Oral squamous cell carcinoma (OSCC) is the most common type of head and neck cancer, strongly associated with tobacco smoking (TS). However, additional factors may be involved. In particular, Epstein-Barr virus (EBV) is a ubiquitous herpesvirus, which is the etiologic agent of nasopharyngeal carcinoma, a subgroup of gastric adenocarcinomas and lymphomas. In addition, EBV has been detected in OSCCs, although its role in these tumors is still unknown. There is evidence that Zebra protein is expressed in EBV-associated tumors. Zebra is the regulator of the latent-lytic switch, whose transcripts are expressed from the Zp promoter. In this thesis, the following hypothesis was raised: “Cigarrete smoke components (CSC) activate the EBV Zp promoter through the recruitment of transcription factors (TF) expressed in oral epithelial cells”. The first objective was to evaluate the activation of the EBV Zp promoter and deletion and substitution mutants by CSC in oral epithelial cells. Through luciferase assays using the pmir-GLO dual reporter vector, it was found that Zp is activated after the incubation of CAL-27 and SCC-143 oral cells with 10 μg/mL and 50 μg/mL of CSC, respectively. In addition, deletions in the TTGCTA – TTGCAC/C sequences recognized by the cellular protein c/EBP in the domains ZIIIB and ZV ́, significantly decreased Zp activity. Zp activity was also decreased by substituting a C/G in the TTGCACG sequence recognized by the c/EBPα isoform in the ZV ́ domain of the Zp promoter.
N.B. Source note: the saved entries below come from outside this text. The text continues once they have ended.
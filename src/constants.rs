// Face landmarks from the vision pipeline. A snapshot with fewer points is
// not ready yet.
pub const NUM_LANDMARK: usize = 478;

// Minimum time between two accepted frames in milliseconds.
pub const MIN_FRAME_INTERVAL_MS: u64 = 15;

// Default waiting time after each servo command in milliseconds.
pub const DEFAULT_DELAY_MS: u64 = 1;
// Upper bound of the waiting time after each servo command in milliseconds.
pub const MAX_DELAY_MS: u64 = 1000;

// Linear correction of the normalized delta against the head roll:
// corrected = delta - slope * roll + intercept
pub const ROLL_CORRECTION_SLOPE: f64 = 0.001;
pub const ROLL_CORRECTION_INTERCEPT: f64 = 0.102;

pub const LOCAL_HOST: &str = "127.0.0.1";
pub const ALL_HOST: &str = "0.0.0.0";
pub const TERMINATOR: &[u8; 2] = b"\r\n";
// Maximum size of a message from the TCP/IP client in bytes.
pub const MAX_MESSAGE_SIZE: usize = 65536;
pub const TERMINATOR_SERIAL: &[u8; 1] = b"\n";

pub const BOUND_SYNC_CHANNEL: usize = 100;
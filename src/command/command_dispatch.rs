// This file is part of ts_face_controller.
//
// See the COPYRIGHT file at the top-level directory of this distribution
// for details of code ownership.
//
// This program is free software: you can redistribute it and/or modify
// it under the terms of the GNU General Public License as published by
// the Free Software Foundation, either version 3 of the License, or
// (at your option) any later version.
//
// This program is distributed in the hope that it will be useful,
// but WITHOUT ANY WARRANTY; without even the implied warranty of
// MERCHANTABILITY or FITNESS FOR A PARTICULAR PURPOSE.  See the
// GNU General Public License for more details.
//
// You should have received a copy of the GNU General Public License
// along with this program.  If not, see <https://www.gnu.org/licenses/>.

use log::{error, info};
use serde_json::Value;

use crate::command::command_schema::Command;
use crate::constants::MAX_DELAY_MS;
use crate::face::dispatch_scheduler::DispatchScheduler;
use crate::face::mapping::MappingTable;
use crate::telemetry::event::Event;

/// Command to read back the servo mapping table.
pub struct CommandGetServoConfig;
impl Command for CommandGetServoConfig {
    fn name(&self) -> &str {
        "cmd_getServoConfig"
    }

    fn execute(&self, _message: &Value, scheduler: &mut DispatchScheduler) -> Option<()> {
        let event = Event::get_message_servo_config(scheduler.get_mapping_table());
        scheduler.add_event(event);

        Some(())
    }
}

/// Command to replace the servo mapping table as a whole.
pub struct CommandSetServoConfig;
impl Command for CommandSetServoConfig {
    fn name(&self) -> &str {
        "cmd_setServoConfig"
    }

    fn execute(&self, message: &Value, scheduler: &mut DispatchScheduler) -> Option<()> {
        match MappingTable::from_json(&message["config"]) {
            Ok(mapping_table) => {
                info!(
                    "Replace the servo mapping table with {} mappings.",
                    mapping_table.len()
                );

                scheduler.replace_mapping_table(mapping_table);

                let event = Event::get_message_servo_config(scheduler.get_mapping_table());
                scheduler.add_event(event);

                Some(())
            }
            Err(err) => {
                error!("Reject the servo mapping table: {err}");

                scheduler.add_event(Event::get_message_servo_config_rejected(&err.to_string()));

                None
            }
        }
    }
}

/// Command to read the waiting time after each servo command.
pub struct CommandGetDispatchDelay;
impl Command for CommandGetDispatchDelay {
    fn name(&self) -> &str {
        "cmd_getDispatchDelay"
    }

    fn execute(&self, _message: &Value, scheduler: &mut DispatchScheduler) -> Option<()> {
        scheduler.add_event(Event::get_message_dispatch_delay(scheduler.get_delay()));

        Some(())
    }
}

/// Command to set the waiting time after each servo command.
pub struct CommandSetDispatchDelay;
impl Command for CommandSetDispatchDelay {
    fn name(&self) -> &str {
        "cmd_setDispatchDelay"
    }

    fn execute(&self, message: &Value, scheduler: &mut DispatchScheduler) -> Option<()> {
        let delay_ms = message["delayMs"].as_u64()?;
        if delay_ms > MAX_DELAY_MS {
            error!("Dispatch delay {delay_ms} ms is over the maximum {MAX_DELAY_MS} ms.");

            return None;
        }

        scheduler.set_delay(delay_ms);
        scheduler.add_event(Event::get_message_dispatch_delay(delay_ms));

        Some(())
    }
}

/// Command to forget the last sent angles. The next accepted frame sends the
/// commands to all the channels.
pub struct CommandResetDispatchState;
impl Command for CommandResetDispatchState {
    fn name(&self) -> &str {
        "cmd_resetDispatchState"
    }

    fn execute(&self, _message: &Value, scheduler: &mut DispatchScheduler) -> Option<()> {
        scheduler.reset();

        Some(())
    }
}
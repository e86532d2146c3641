// This file is part of ts_face_controller.
//
// See the COPYRIGHT file at the top-level directory of this distribution
// for details of code ownership.
//
// This program is free software: you can redistribute it and/or modify
// it under the terms of the GNU General Public License as published by
// the Free Software Foundation, either version 3 of the License, or
// (at your option) any later version.
//
// This program is distributed in the hope that it will be useful,
// but WITHOUT ANY WARRANTY; without even the implied warranty of
// MERCHANTABILITY or FITNESS FOR A PARTICULAR PURPOSE.  See the
// GNU General Public License for more details.
//
// You should have received a copy of the GNU General Public License
// along with this program.  If not, see <https://www.gnu.org/licenses/>.

use log::{error, info};
use signal_hook::{
    consts::{SIGINT, SIGTERM},
    flag::register,
};
use std::path::Path;
use std::sync::atomic::Ordering;

use crate::config::Config;
use crate::model::Model;

/// Run the application.
///
/// # Arguments
/// * `port` - Port of the vision server. Put 0 to use the configuration file.
/// * `delay` - Waiting time after each servo command in milliseconds. Put
/// None to use the configuration file.
/// * `is_simulation_mode` - Is the simulation mode or not.
pub fn run(port: u16, delay: Option<u64>, is_simulation_mode: bool) {
    // Log the running mode
    let mode = if is_simulation_mode {
        "simulation mode"
    } else {
        "hardware mode"
    };
    info!("Run the face controller in {mode}.");

    let config = get_final_config(
        Config::new(Path::new("config/parameters_app.yaml")),
        port,
        delay,
    );
    info!(
        "Vision server is on {}:{} and the dispatch delay is {} ms.",
        config.host, config.port_vision, config.delay_ms
    );

    // Create the model
    let mut model = Model::new(config, is_simulation_mode);

    // Register the signals that stop the application
    for signal in [SIGTERM, SIGINT].iter() {
        let _ = register(*signal, model.stop.clone());
    }

    // Run the processes
    if let Err(error) = model.run_processes() {
        error!("Failed to start the face controller: {error}.");
        return;
    }

    // Run the main loop
    while !model.stop.load(Ordering::Relaxed) {
        model.step();
    }

    info!("Stopping the face controller...");

    // Stop the processes and wait for all the threads
    model.stop();

    info!("Face controller is stopped.");
}

/// Get the final configuration with the command line overrides.
///
/// # Arguments
/// * `config` - Configuration from the file.
/// * `port` - Port of the vision server. If the value is 0, the port in the
/// configuration file is used.
/// * `delay` - Waiting time after each servo command in milliseconds. If the
/// value is None, the delay in the configuration file is used.
///
/// # Returns
/// Final configuration.
fn get_final_config(mut config: Config, port: u16, delay: Option<u64>) -> Config {
    if port != 0 {
        config.port_vision = port;
    }

    if let Some(delay_ms) = delay {
        config.delay_ms = delay_ms;
    }

    config
}

#[cfg(test)]
mod tests {
    use super::*;

    #[test]
    fn test_get_final_config() {
        let config_file = Path::new("config/parameters_app.yaml");

        let config = get_final_config(Config::new(config_file), 0, None);

        assert_eq!(config.port_vision, 50020);
        assert_eq!(config.delay_ms, 1);

        let config = get_final_config(Config::new(config_file), 10, Some(0));

        assert_eq!(config.port_vision, 10);
        assert_eq!(config.delay_ms, 0);
    }
}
The second objective was to determine in sílico TF candidates to be recruited in the viral Zp promoter in carcinomas associated with TS exposure, including COCE and LUAD (lung adenocarcinoma). The prediction determined 23 cell TFs whose transcript levels did not show any association with TS in COCE. However, a statistically significant association was detected between the transcript levels of c/EBPβ and TS in patients with LUAD. The third objective was to evaluate the recruitment of candidate TFs at the Zp promoter in oral epithelial cells exposed to CSC. The ChIP assay determined the recruitment of c/EBPβ protein into the ZV ́ domain of the Zp promoter in CAL-27 cells. The data obtained in this thesis allow us to conclude that CSC activates Zp in oral cells and that the c/EBPβ protein may be involved in the increase in Zp activity in the presence of CSC.